On the plate, the magic is more muted. Mostly less pretty; thankfully the flavours are clear and strong. It’s the first day back after a break in Denmark and Norway (where else?) for co-owners Sam Leach and Bethan O’Reilly. Facebook tells me he proposed to her in a forest, crafting an engagement ring out of a sprig of heather. She said yes.
You’d expect a degree of distraction then, but it does concentrate your mind when the entire operation is the two of you plus a server. It’s a far cry from when Sam worked in the Simon Rogan brigade, getting smitten by Scandinavian cuisine along the way. Hence the brave step to create tiny 20-cover Nordish. Norwegian plus Swedish? Or just a way of saying the influence is Nordic tempered by our own Northern English raw materials?
So to those Nordic tacos (£2.50 each). They’re a delicate, delightful creation, filling a thin flap of celeriac with apple, ‘cured yolk’ and nasturtium. We’ve already wolfed a mini spelt sourdough loaf (£4) with butter as smoky as a new campfire, our disappointment at the Kernel Pale Ale not having been delivered assuaged by the rustic charms of a low intervention Nero d’Avola. This Baglio Rosso from Sicily (a very gentle mark-up at just under £20) was supplied by natural specialists Wayward Wines – from Leeds, as are coffee providers North Star. Cheese is from benchmark Courtyard Dairy at Austwick.

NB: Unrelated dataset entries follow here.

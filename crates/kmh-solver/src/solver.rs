//! The solver capability consumed by workers.

use std::sync::atomic::{AtomicBool, Ordering};
use std::sync::Arc;
use std::time::{Duration, Instant};

use kmh_types::{DistanceMatrix, JobSpec, SolveStatus, SolverError};

use crate::exact::ExactSolver;
use crate::grasp::GraspSolver;

/// Tuning knobs handed to a solver for one solve.
#[derive(Debug, Clone, Default)]
pub struct SolverParams {
    /// Wall-clock budget; `None` runs to completion.
    pub time_limit: Option<Duration>,
    pub threads: Option<usize>,
    pub seed: Option<u64>,
    pub memlimit_mb: Option<f64>,
    /// Progress logging at `info` when > 0.
    pub output_flag: i32,
    /// Raised from outside to stop the solve early; the incumbent is kept.
    pub interrupt: Arc<AtomicBool>,
}

impl SolverParams {
    pub fn from_job(spec: &JobSpec) -> Self {
        let time_limit = (spec.time_limit.is_finite() && spec.time_limit >= 0.0)
            .then(|| Duration::from_secs_f64(spec.time_limit));
        Self {
            time_limit,
            threads: spec.threads,
            seed: spec.seed,
            memlimit_mb: spec.memlimit_mb,
            output_flag: spec.output_flag,
            interrupt: Arc::new(AtomicBool::new(false)),
        }
    }

    pub fn with_time_limit(mut self, limit: Duration) -> Self {
        self.time_limit = Some(limit);
        self
    }

    pub fn with_threads(mut self, threads: usize) -> Self {
        self.threads = Some(threads);
        self
    }

    pub fn with_seed(mut self, seed: u64) -> Self {
        self.seed = Some(seed);
        self
    }

    pub fn with_memlimit_mb(mut self, mb: f64) -> Self {
        self.memlimit_mb = Some(mb);
        self
    }

    pub fn with_interrupt(mut self, flag: Arc<AtomicBool>) -> Self {
        self.interrupt = flag;
        self
    }

    pub fn verbose(&self) -> bool {
        self.output_flag > 0
    }

    pub(crate) fn deadline(&self, start: Instant) -> Option<Instant> {
        self.time_limit.map(|limit| start + limit)
    }

    pub(crate) fn interrupted(&self) -> bool {
        self.interrupt.load(Ordering::Relaxed)
    }
}

/// Outcome of one solve.
#[derive(Debug, Clone, PartialEq)]
pub struct Solution {
    pub status: SolveStatus,
    /// Sum of assignment distances; NaN without an incumbent.
    pub objective: f64,
    /// Selected medoids, 0-based and ascending; empty without an incumbent.
    pub medoids: Vec<usize>,
    /// Serving medoid of every point; empty without an incumbent.
    pub assignment: Vec<usize>,
    pub runtime_sec: f64,
    pub mip_gap: f64,
    pub lower_bound: f64,
    pub upper_bound: f64,
}

impl Solution {
    /// A terminal state reached without any incumbent.
    pub fn without_incumbent(status: SolveStatus, runtime_sec: f64, lower_bound: f64) -> Self {
        Self {
            status,
            objective: f64::NAN,
            medoids: Vec::new(),
            assignment: Vec::new(),
            runtime_sec,
            mip_gap: f64::NAN,
            lower_bound,
            upper_bound: f64::NAN,
        }
    }

    pub fn has_incumbent(&self) -> bool {
        !self.medoids.is_empty() && self.objective.is_finite()
    }
}

/// Relative gap between incumbent and bound, zero when both are zero.
pub fn relative_gap(upper: f64, lower: f64) -> f64 {
    if !upper.is_finite() || !lower.is_finite() {
        return f64::NAN;
    }
    if upper == 0.0 {
        return if lower == 0.0 { 0.0 } else { f64::INFINITY };
    }
    ((upper - lower) / upper.abs()).max(0.0)
}

/// A k-medoids strategy: pick `k` medoids of `distances` minimizing the sum
/// of point-to-medoid distances.
pub trait Solver: Send + Sync {
    fn name(&self) -> &'static str;

    fn solve(
        &self,
        distances: &DistanceMatrix,
        k: usize,
        params: &SolverParams,
    ) -> Result<Solution, SolverError>;
}

/// Names accepted by [`solver_by_name`].
pub const SOLVER_NAMES: [&str; 2] = ["exact", "grasp"];

pub fn solver_by_name(name: &str) -> Result<Box<dyn Solver>, SolverError> {
    match name.to_ascii_lowercase().as_str() {
        "exact" => Ok(Box::new(ExactSolver::new())),
        "grasp" => Ok(Box::new(GraspSolver::default())),
        _ => Err(SolverError::UnknownSolver {
            name: name.to_string(),
        }),
    }
}

#[cfg(test)]
mod tests {
    use super::*;

    #[test]
    fn registry_resolves_known_names() {
        for name in SOLVER_NAMES {
            assert_eq!(solver_by_name(name).unwrap().name(), name);
        }
        assert_eq!(solver_by_name("EXACT").unwrap().name(), "exact");
        assert!(matches!(
            solver_by_name("simplex"),
            Err(SolverError::UnknownSolver { .. })
        ));
    }

    #[test]
    fn params_from_job() {
        let d = DistanceMatrix::from_rows(vec![vec![0.0, 1.0], vec![1.0, 0.0]]).unwrap();
        let spec = JobSpec::new(Arc::new(d), 1, 2.5);
        let params = SolverParams::from_job(&spec);
        assert_eq!(params.time_limit, Some(Duration::from_millis(2500)));
        assert_eq!(params.seed, Some(42));
        assert!(!params.interrupted());
    }

    #[test]
    fn gap_edge_cases() {
        assert_eq!(relative_gap(10.0, 10.0), 0.0);
        assert!((relative_gap(10.0, 7.5) - 0.25).abs() < 1e-12);
        assert_eq!(relative_gap(0.0, 0.0), 0.0);
        assert!(relative_gap(f64::NAN, 1.0).is_nan());
    }
}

Otherwise, most of everything at Nordic seems to stem from the couple’s own endeavours. Foraging, fermenting, fussing about raw materials. I’m sure they make their own butter before smoking it, and it reappears in a soothing bowl of stewed leeks with mustard and parsley (£7). Stronger flavours follow with a mushroom smørrebrød topped with Ogleshield cheese, Somerset’s Jersey cream answer to Raclette. Extra oomph comes from a rich mushroom cream and pickled walnuts (£9).
Open sandwich is a recurring theme. Icelandic rye flatbread flatkökur forms the base for the one meat dish: rhubarb glazed ox cheeks with red cabbage (£10). It wasn’t as tangy as I’d hoped, the cheeks, oddly flabby, teetering on blandness. I longed for a little variation. There’s a social media shot of Sam, cradling a huge fish skeleton, to be roasted for soup. I craved fish.

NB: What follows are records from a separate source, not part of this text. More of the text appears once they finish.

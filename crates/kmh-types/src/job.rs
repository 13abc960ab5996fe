//! Job contract between the supervisor and an isolated worker.
//!
//! [`JobSpec`] is what a worker receives, [`WorkerReport`] is what it writes
//! back, and [`JobResult`] is the supervisor's normalized view of a finished
//! job whatever happened to the worker process.

use serde::{Deserialize, Serialize};
use std::fmt;
use std::str::FromStr;
use std::sync::Arc;

use crate::config::SolverTuning;
use crate::matrix::DistanceMatrix;

/// Schema tag of a job request envelope.
pub const JOB_SPEC_SCHEMA: &str = "kmh_job_spec_v1";
/// Schema tag of a job report envelope.
pub const JOB_RESULT_SCHEMA: &str = "kmh_job_result_v1";

fn default_solver_name() -> String {
    SolverTuning::default().name
}

/// One optimization job: a distance matrix, a cluster count and a budget.
#[derive(Debug, Clone, PartialEq, Serialize, Deserialize)]
pub struct JobSpec {
    #[serde(rename = "D")]
    pub distances: Arc<DistanceMatrix>,
    pub k: usize,
    /// Wall-clock budget handed to the solver, in seconds.
    pub time_limit: f64,
    pub threads: Option<usize>,
    pub seed: Option<u64>,
    pub memlimit_mb: Option<f64>,
    pub output_flag: i32,
    #[serde(default = "default_solver_name")]
    pub solver: String,
}

impl JobSpec {
    pub fn new(distances: Arc<DistanceMatrix>, k: usize, time_limit: f64) -> Self {
        let tuning = SolverTuning::default();
        Self {
            distances,
            k,
            time_limit,
            threads: tuning.threads,
            seed: tuning.seed,
            memlimit_mb: tuning.memlimit_mb,
            output_flag: tuning.output_flag,
            solver: tuning.name,
        }
    }

    pub fn with_tuning(mut self, tuning: &SolverTuning) -> Self {
        self.threads = tuning.threads;
        self.seed = tuning.seed;
        self.memlimit_mb = tuning.memlimit_mb;
        self.output_flag = tuning.output_flag;
        self.solver = tuning.name.clone();
        self
    }

    /// Number of points in the instance.
    pub fn n(&self) -> usize {
        self.distances.len()
    }
}

// ---------------------------------------------------------------------------
// Solver status codes
// ---------------------------------------------------------------------------

/// Terminal state reported by a solver, written as its numeric code in the
/// `status` column.
#[derive(Debug, Clone, Copy, PartialEq, Eq, Hash, Serialize, Deserialize)]
pub enum SolveStatus {
    Optimal,
    Infeasible,
    /// A heuristic ran all of its starts without proving optimality.
    IterationLimit,
    TimeLimit,
    Interrupted,
    MemLimit,
}

impl SolveStatus {
    pub fn code(self) -> i32 {
        match self {
            Self::Optimal => 2,
            Self::Infeasible => 3,
            Self::IterationLimit => 7,
            Self::TimeLimit => 9,
            Self::Interrupted => 11,
            Self::MemLimit => 17,
        }
    }

    pub fn from_code(code: i32) -> Option<Self> {
        match code {
            2 => Some(Self::Optimal),
            3 => Some(Self::Infeasible),
            7 => Some(Self::IterationLimit),
            9 => Some(Self::TimeLimit),
            11 => Some(Self::Interrupted),
            17 => Some(Self::MemLimit),
            _ => None,
        }
    }

    /// States under which an incumbent, if any, is reported.
    pub fn is_usable(self) -> bool {
        matches!(
            self,
            Self::Optimal | Self::IterationLimit | Self::TimeLimit | Self::Interrupted
        )
    }
}

// ---------------------------------------------------------------------------
// Worker report (wire)
// ---------------------------------------------------------------------------

/// Serialize non-finite floats as `null` and read `null` back as NaN.
///
/// JSON has no NaN literal and the checkpoint CSV leaves missing numbers
/// empty, so both formats share this mapping.
pub mod nan_as_null {
    use serde::{Deserialize, Deserializer, Serializer};

    pub fn serialize<S: Serializer>(value: &f64, serializer: S) -> Result<S::Ok, S::Error> {
        if value.is_finite() {
            serializer.serialize_f64(*value)
        } else {
            serializer.serialize_none()
        }
    }

    pub fn deserialize<'de, D: Deserializer<'de>>(deserializer: D) -> Result<f64, D::Error> {
        Ok(Option::<f64>::deserialize(deserializer)?.unwrap_or(f64::NAN))
    }
}

/// What a worker writes to its output channel: exactly one per job.
#[derive(Debug, Clone, PartialEq, Serialize, Deserialize)]
pub struct WorkerReport {
    pub ok: bool,
    pub status: Option<i32>,
    #[serde(with = "nan_as_null")]
    pub objective_total: f64,
    #[serde(with = "nan_as_null")]
    pub objective_avg_per_point: f64,
    #[serde(with = "nan_as_null")]
    pub runtime_sec: f64,
    #[serde(with = "nan_as_null")]
    pub mip_gap: f64,
    #[serde(with = "nan_as_null")]
    pub lower_bound: f64,
    #[serde(with = "nan_as_null")]
    pub upper_bound: f64,
    pub medoids_1based: Vec<usize>,
    pub fail_reason: String,
}

impl WorkerReport {
    /// Report for a solver that raised instead of returning.
    pub fn failure(reason: impl Into<String>) -> Self {
        Self {
            ok: false,
            status: None,
            objective_total: f64::NAN,
            objective_avg_per_point: f64::NAN,
            runtime_sec: f64::NAN,
            mip_gap: f64::NAN,
            lower_bound: f64::NAN,
            upper_bound: f64::NAN,
            medoids_1based: Vec::new(),
            fail_reason: reason.into(),
        }
    }
}

// ---------------------------------------------------------------------------
// Normalized job result
// ---------------------------------------------------------------------------

/// Outcome tag of a job row.
#[derive(Debug, Clone, Copy, PartialEq, Eq, Hash, Serialize, Deserialize)]
#[serde(rename_all = "SCREAMING_SNAKE_CASE")]
pub enum RunStatus {
    Ok,
    SolverError,
    FailedProcess,
    ReadFail,
}

impl RunStatus {
    pub fn as_str(self) -> &'static str {
        match self {
            Self::Ok => "OK",
            Self::SolverError => "SOLVER_ERROR",
            Self::FailedProcess => "FAILED_PROCESS",
            Self::ReadFail => "READ_FAIL",
        }
    }
}

impl fmt::Display for RunStatus {
    fn fmt(&self, f: &mut fmt::Formatter<'_>) -> fmt::Result {
        f.write_str(self.as_str())
    }
}

impl FromStr for RunStatus {
    type Err = String;

    fn from_str(s: &str) -> Result<Self, Self::Err> {
        match s {
            "OK" => Ok(Self::Ok),
            "SOLVER_ERROR" => Ok(Self::SolverError),
            "FAILED_PROCESS" => Ok(Self::FailedProcess),
            "READ_FAIL" => Ok(Self::ReadFail),
            other => Err(format!("unknown status text: {other}")),
        }
    }
}

/// The supervisor's normalized record of one finished job.
#[derive(Debug, Clone, PartialEq, Serialize, Deserialize)]
pub struct JobResult {
    pub status: RunStatus,
    /// Raw solver status code, only present for `Ok`.
    pub solver_status: Option<i32>,
    #[serde(with = "nan_as_null")]
    pub objective_total: f64,
    #[serde(with = "nan_as_null")]
    pub objective_avg_per_point: f64,
    #[serde(with = "nan_as_null")]
    pub runtime_sec: f64,
    #[serde(with = "nan_as_null")]
    pub mip_gap: f64,
    #[serde(with = "nan_as_null")]
    pub lower_bound: f64,
    #[serde(with = "nan_as_null")]
    pub upper_bound: f64,
    /// Selected medoids, 0-based.
    pub medoids: Vec<usize>,
    pub fail_reason: String,
}

impl JobResult {
    fn empty(status: RunStatus, reason: String) -> Self {
        Self {
            status,
            solver_status: None,
            objective_total: f64::NAN,
            objective_avg_per_point: f64::NAN,
            runtime_sec: f64::NAN,
            mip_gap: f64::NAN,
            lower_bound: f64::NAN,
            upper_bound: f64::NAN,
            medoids: Vec::new(),
            fail_reason: reason,
        }
    }

    pub fn solver_error(reason: impl Into<String>) -> Self {
        let reason = reason.into();
        let reason = if reason.trim().is_empty() {
            "unknown error".to_string()
        } else {
            reason
        };
        Self::empty(RunStatus::SolverError, reason)
    }

    pub fn failed_process(reason: impl Into<String>) -> Self {
        Self::empty(RunStatus::FailedProcess, reason.into())
    }

    pub fn read_fail(reason: impl Into<String>) -> Self {
        Self::empty(RunStatus::ReadFail, reason.into())
    }

    /// Normalize a parsed worker report. The report's own `ok` flag decides
    /// between `Ok` and `SolverError`.
    pub fn from_report(report: WorkerReport) -> Self {
        if !report.ok {
            return Self::solver_error(report.fail_reason);
        }
        Self {
            status: RunStatus::Ok,
            solver_status: report.status,
            objective_total: report.objective_total,
            objective_avg_per_point: report.objective_avg_per_point,
            runtime_sec: report.runtime_sec,
            mip_gap: report.mip_gap,
            lower_bound: report.lower_bound,
            upper_bound: report.upper_bound,
            medoids: report
                .medoids_1based
                .iter()
                .map(|m| m.saturating_sub(1))
                .collect(),
            fail_reason: String::new(),
        }
    }

    pub fn is_ok(&self) -> bool {
        self.status == RunStatus::Ok
    }

    /// `Ok` with a proven-optimal incumbent, as opposed to one cut short by
    /// the time limit or an interrupt.
    pub fn proven_optimal(&self) -> bool {
        self.is_ok() && self.solver_status == Some(SolveStatus::Optimal.code())
    }

    /// `Ok` but the solver stopped without any incumbent.
    pub fn is_partial(&self) -> bool {
        self.is_ok() && self.medoids.is_empty()
    }

    /// Space-separated 1-based medoid indices, as stored in the checkpoint.
    pub fn medoids_1based_text(&self) -> String {
        self.medoids
            .iter()
            .map(|m| (m + 1).to_string())
            .collect::<Vec<_>>()
            .join(" ")
    }
}

#[cfg(test)]
mod tests {
    use super::*;

    fn close(a: f64, b: f64) -> bool {
        (a.is_nan() && b.is_nan()) || (a - b).abs() <= 1e-12 * a.abs().max(1.0)
    }

    fn sample_spec() -> JobSpec {
        let d = DistanceMatrix::from_rows(vec![
            vec![0.0, 1.25, 2.5],
            vec![1.25, 0.0, 0.75],
            vec![2.5, 0.75, 0.0],
        ])
        .unwrap();
        let tuning = SolverTuning {
            name: "exact".to_string(),
            threads: Some(2),
            seed: Some(7),
            memlimit_mb: Some(512.5),
            output_flag: 0,
        };
        JobSpec::new(Arc::new(d), 2, 12.5).with_tuning(&tuning)
    }

    #[test]
    fn job_spec_round_trip() {
        let spec = sample_spec();
        let json = serde_json::to_string(&spec).unwrap();
        assert!(json.contains("\"D\":[["));

        let back: JobSpec = serde_json::from_str(&json).unwrap();
        assert_eq!(back, spec);
        assert_eq!(back.n(), 3);
    }

    #[test]
    fn job_spec_defaults_solver_name() {
        let json = r#"{"D":[[0.0,1.0],[1.0,0.0]],"k":1,"time_limit":1.0,
            "threads":null,"seed":null,"memlimit_mb":null,"output_flag":0}"#;
        let spec: JobSpec = serde_json::from_str(json).unwrap();
        assert_eq!(spec.solver, "exact");
        assert!(spec.threads.is_none());
    }

    #[test]
    fn worker_report_round_trip_keeps_nan() {
        let report = WorkerReport {
            ok: true,
            status: Some(SolveStatus::TimeLimit.code()),
            objective_total: 12.75,
            objective_avg_per_point: 12.75 / 7.0,
            runtime_sec: 0.031,
            mip_gap: f64::NAN,
            lower_bound: 3.5,
            upper_bound: 12.75,
            medoids_1based: vec![2, 6],
            fail_reason: String::new(),
        };
        let json = serde_json::to_string(&report).unwrap();
        assert!(json.contains("\"mip_gap\":null"));

        let back: WorkerReport = serde_json::from_str(&json).unwrap();
        assert_eq!(back.ok, report.ok);
        assert_eq!(back.status, report.status);
        assert_eq!(back.medoids_1based, report.medoids_1based);
        assert!(close(back.objective_total, report.objective_total));
        assert!(close(back.objective_avg_per_point, report.objective_avg_per_point));
        assert!(close(back.runtime_sec, report.runtime_sec));
        assert!(back.mip_gap.is_nan());
        assert!(close(back.lower_bound, report.lower_bound));
        assert!(close(back.upper_bound, report.upper_bound));
    }

    #[test]
    fn job_result_round_trip() {
        let result = JobResult::failed_process("exitcode=3");
        let json = serde_json::to_string(&result).unwrap();
        assert!(json.contains("\"FAILED_PROCESS\""));

        let back: JobResult = serde_json::from_str(&json).unwrap();
        assert_eq!(back.status, RunStatus::FailedProcess);
        assert_eq!(back.fail_reason, "exitcode=3");
        assert!(back.objective_total.is_nan());
    }

    #[test]
    fn report_normalization_uses_ok_flag() {
        let failed = JobResult::from_report(WorkerReport::failure("boom"));
        assert_eq!(failed.status, RunStatus::SolverError);
        assert_eq!(failed.fail_reason, "boom");

        let blank = JobResult::from_report(WorkerReport::failure(""));
        assert_eq!(blank.fail_reason, "unknown error");

        let report = WorkerReport {
            ok: true,
            status: Some(2),
            objective_total: 4.0,
            objective_avg_per_point: 0.8,
            runtime_sec: 0.1,
            mip_gap: 0.0,
            lower_bound: 4.0,
            upper_bound: 4.0,
            medoids_1based: vec![2, 5],
            fail_reason: String::new(),
        };
        let ok = JobResult::from_report(report);
        assert!(ok.is_ok());
        assert!(ok.proven_optimal());
        assert_eq!(ok.medoids, vec![1, 4]);
        assert_eq!(ok.medoids_1based_text(), "2 5");
    }

    #[test]
    fn status_codes_and_text() {
        for status in [
            SolveStatus::Optimal,
            SolveStatus::Infeasible,
            SolveStatus::IterationLimit,
            SolveStatus::TimeLimit,
            SolveStatus::Interrupted,
            SolveStatus::MemLimit,
        ] {
            assert_eq!(SolveStatus::from_code(status.code()), Some(status));
        }
        assert!(SolveStatus::Interrupted.is_usable());
        assert!(SolveStatus::IterationLimit.is_usable());
        assert_eq!(SolveStatus::IterationLimit.code(), 7);
        assert!(!SolveStatus::MemLimit.is_usable());

        assert_eq!("READ_FAIL".parse::<RunStatus>().unwrap(), RunStatus::ReadFail);
        assert_eq!(RunStatus::SolverError.to_string(), "SOLVER_ERROR");
        assert!("BOGUS".parse::<RunStatus>().is_err());
    }
}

Still, redemption came in the form of the single dessert on the evening menu. A crisp, intense chocolate tart under a bubble of milkiness, dotted with liquorice salt and what seemed to be dehydrated beetroot. It was a divine seven quid’s worth. And so very Instagrammable at last.
Considering the Danelaw once engulfed Yorkshire, it’s hard to read the runes on how a Scandinavian restaurant will fare. I was not alone in being hugely enthused by Norse in Harrogate but lack of bums on seats eventually forced its closure – even after the owners on high-profile bended knee begged punters to back them. A high town centre rent might also have contributed to scuppering Norse’s ambitions. Victoria Road, Saltaire, is a humbler base for Nordish, and Sam and Bethan are keeping it deceptively simple, working from a ‘coffee shop’ base while filtering in the savouries. Behind it all is a keen culinary sensibility ready to flourish. As they say in the forest – ‘From little acorns…’

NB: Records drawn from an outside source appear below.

use std::path::PathBuf;

use thiserror::Error;

/// Main error type for the kmh harness
#[derive(Error, Debug)]
pub enum KmhError {
    #[error("Data error: {0}")]
    Data(#[from] DataError),

    #[error("Solver error: {0}")]
    Solver(#[from] SolverError),

    #[error("Channel error: {0}")]
    Channel(#[from] ChannelError),

    #[error("Checkpoint write failed for {path}: {message}")]
    Checkpoint { path: PathBuf, message: String },

    #[error("Configuration error: {0}")]
    Config(String),

    #[error("IO error: {0}")]
    Io(#[from] std::io::Error),

    #[error("Serialization error: {0}")]
    Serialization(#[from] serde_json::Error),

    #[error("CSV error: {0}")]
    Csv(#[from] csv::Error),

    #[error("Internal error: {0}")]
    Internal(String),
}

/// Instance-loading errors
#[derive(Error, Debug)]
pub enum DataError {
    #[error("Instance not found: {path}")]
    NotFound { path: PathBuf },

    /// No known (delimiter, decimal) convention produced a usable table.
    #[error("Failed to read {path} with known formats ({attempted})")]
    Unreadable { path: PathBuf, attempted: String },

    #[error("Invalid point matrix: {message}")]
    InvalidPoints { message: String },

    #[error("Invalid distance matrix: {message}")]
    InvalidDistances { message: String },
}

/// Errors raised by a solver strategy.
///
/// Inside a worker every one of these ends up as a `SOLVER_ERROR` row; none
/// of them is allowed to take the worker process down.
#[derive(Error, Debug, Clone, PartialEq)]
pub enum SolverError {
    #[error("Unknown solver: {name}")]
    UnknownSolver { name: String },

    #[error("Invalid solver input: {message}")]
    InvalidInput { message: String },

    #[error("Solver execution failed: {message}")]
    ExecutionFailed { message: String },

    #[error("Solver panicked: {message}")]
    Panicked { message: String },
}

/// Errors of the supervisor <-> worker message channel
#[derive(Error, Debug)]
pub enum ChannelError {
    #[error("Timed out after {timeout_ms} ms while {operation} {path}")]
    Timeout {
        operation: &'static str,
        path: PathBuf,
        timeout_ms: u128,
    },

    #[error("Unexpected schema version: expected {expected}, got {actual}")]
    SchemaMismatch { expected: String, actual: String },

    #[error("Malformed message in {path}: {message}")]
    Malformed { path: PathBuf, message: String },

    #[error("Channel IO error on {path}: {source}")]
    Io {
        path: PathBuf,
        #[source]
        source: std::io::Error,
    },
}

/// Result type alias for kmh operations
pub type KmhResult<T> = Result<T, KmhError>;

/// Macro for creating internal errors
#[macro_export]
macro_rules! internal_error {
    ($($arg:tt)*) => {
        $crate::KmhError::Internal(format!($($arg)*))
    };
}

/// Macro for creating configuration errors
#[macro_export]
macro_rules! config_error {
    ($($arg:tt)*) => {
        $crate::KmhError::Config(format!($($arg)*))
    };
}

, 79 Victoria Road, Saltaire, Shipley, BD18 3JS
All scored reviews are unannounced, impartial, paid for by Confidential and completely independent of any commercial relationship. Venues are rated against the best examples of their type: 1-5: saw your leg off and eat it, 6-9: Netflix and chill, 10-11: if you’re passing, 12-13: good, 14-15: very good, 16-17: excellent, 18-19: pure class, 20: cooked by God him/herself.
Spelt sourdough 8, Nordic taco 8, leeks 8, mushroom smørrebrød 9, pork cheeks 7, chocolate tart 9.
Hygge enough, informed, but a little dreamy.
A touch of spartan permafrost, perhaps down to large panes absorbing the outside chill.